**REQUIREMENT**
For the data below, give the number of lines that include the word "DeltaFinder" and nothing else.

* * * * * * *

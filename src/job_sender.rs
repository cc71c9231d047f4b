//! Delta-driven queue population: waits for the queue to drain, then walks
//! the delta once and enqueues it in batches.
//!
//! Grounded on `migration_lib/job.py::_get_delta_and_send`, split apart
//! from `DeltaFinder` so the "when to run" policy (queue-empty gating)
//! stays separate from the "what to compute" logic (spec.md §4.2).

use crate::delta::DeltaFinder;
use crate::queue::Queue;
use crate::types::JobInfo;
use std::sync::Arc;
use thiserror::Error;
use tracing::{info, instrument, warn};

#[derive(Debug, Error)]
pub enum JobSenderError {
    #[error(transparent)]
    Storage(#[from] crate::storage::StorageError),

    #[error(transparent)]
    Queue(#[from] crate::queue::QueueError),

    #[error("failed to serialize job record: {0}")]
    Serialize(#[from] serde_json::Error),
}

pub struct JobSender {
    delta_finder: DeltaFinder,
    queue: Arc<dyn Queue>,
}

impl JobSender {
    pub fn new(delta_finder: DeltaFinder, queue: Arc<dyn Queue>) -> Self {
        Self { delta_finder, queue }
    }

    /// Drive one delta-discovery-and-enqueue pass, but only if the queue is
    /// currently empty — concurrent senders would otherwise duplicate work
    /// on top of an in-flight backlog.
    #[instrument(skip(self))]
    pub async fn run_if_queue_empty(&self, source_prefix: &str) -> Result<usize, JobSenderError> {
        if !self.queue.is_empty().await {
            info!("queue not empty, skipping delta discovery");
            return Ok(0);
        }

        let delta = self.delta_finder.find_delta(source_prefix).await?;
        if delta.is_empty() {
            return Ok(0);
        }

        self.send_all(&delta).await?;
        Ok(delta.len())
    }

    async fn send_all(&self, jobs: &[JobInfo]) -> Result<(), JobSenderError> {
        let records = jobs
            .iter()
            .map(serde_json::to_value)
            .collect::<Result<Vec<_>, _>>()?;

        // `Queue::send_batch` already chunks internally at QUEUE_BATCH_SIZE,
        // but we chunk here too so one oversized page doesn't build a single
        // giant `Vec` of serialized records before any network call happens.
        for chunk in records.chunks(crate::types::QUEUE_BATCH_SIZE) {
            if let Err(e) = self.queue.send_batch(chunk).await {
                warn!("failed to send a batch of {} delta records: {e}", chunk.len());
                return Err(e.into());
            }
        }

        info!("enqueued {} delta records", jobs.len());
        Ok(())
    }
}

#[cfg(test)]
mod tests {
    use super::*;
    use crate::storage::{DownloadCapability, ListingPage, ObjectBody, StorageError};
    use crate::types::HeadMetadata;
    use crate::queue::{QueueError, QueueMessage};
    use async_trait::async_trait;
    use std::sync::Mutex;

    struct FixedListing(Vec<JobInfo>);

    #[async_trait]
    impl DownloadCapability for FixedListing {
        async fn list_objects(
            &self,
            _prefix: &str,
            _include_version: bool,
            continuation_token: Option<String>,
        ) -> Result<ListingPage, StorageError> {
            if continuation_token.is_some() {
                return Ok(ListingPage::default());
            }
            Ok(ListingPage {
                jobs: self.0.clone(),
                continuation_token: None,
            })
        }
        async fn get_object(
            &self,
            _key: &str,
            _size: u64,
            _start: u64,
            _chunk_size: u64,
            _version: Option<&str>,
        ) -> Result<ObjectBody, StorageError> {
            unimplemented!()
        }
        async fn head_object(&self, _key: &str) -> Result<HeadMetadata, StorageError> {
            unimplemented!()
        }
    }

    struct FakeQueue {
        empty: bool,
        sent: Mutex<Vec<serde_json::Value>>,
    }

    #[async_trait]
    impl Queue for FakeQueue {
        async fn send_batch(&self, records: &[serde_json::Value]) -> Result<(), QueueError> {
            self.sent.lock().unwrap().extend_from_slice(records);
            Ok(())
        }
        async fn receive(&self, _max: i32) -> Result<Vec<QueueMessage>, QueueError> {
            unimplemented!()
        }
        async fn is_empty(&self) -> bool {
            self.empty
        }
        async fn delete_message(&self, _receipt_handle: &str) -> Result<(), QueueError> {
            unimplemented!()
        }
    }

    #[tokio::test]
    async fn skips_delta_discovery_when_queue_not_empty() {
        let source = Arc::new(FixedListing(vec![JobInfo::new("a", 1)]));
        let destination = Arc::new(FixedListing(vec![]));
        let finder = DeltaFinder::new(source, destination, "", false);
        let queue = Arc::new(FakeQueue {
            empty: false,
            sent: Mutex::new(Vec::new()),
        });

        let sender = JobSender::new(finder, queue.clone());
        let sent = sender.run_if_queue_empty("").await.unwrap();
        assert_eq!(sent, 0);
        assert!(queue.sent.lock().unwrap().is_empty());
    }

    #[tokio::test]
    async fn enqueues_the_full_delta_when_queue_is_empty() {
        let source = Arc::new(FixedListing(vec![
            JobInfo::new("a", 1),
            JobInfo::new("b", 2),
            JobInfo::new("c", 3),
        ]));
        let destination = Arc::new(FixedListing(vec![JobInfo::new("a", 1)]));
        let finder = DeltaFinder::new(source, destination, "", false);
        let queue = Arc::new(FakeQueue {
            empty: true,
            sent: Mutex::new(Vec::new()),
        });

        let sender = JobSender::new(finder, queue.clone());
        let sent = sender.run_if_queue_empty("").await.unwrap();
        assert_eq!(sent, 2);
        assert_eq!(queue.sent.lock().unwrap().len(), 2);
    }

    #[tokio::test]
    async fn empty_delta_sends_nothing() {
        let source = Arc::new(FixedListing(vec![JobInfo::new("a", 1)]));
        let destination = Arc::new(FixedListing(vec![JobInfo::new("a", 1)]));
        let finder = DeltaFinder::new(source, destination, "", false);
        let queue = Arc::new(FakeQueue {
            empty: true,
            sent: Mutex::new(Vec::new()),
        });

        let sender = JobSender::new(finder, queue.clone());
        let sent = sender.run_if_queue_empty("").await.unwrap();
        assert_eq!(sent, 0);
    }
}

* * * * * * *

**ANSWER BOX**
7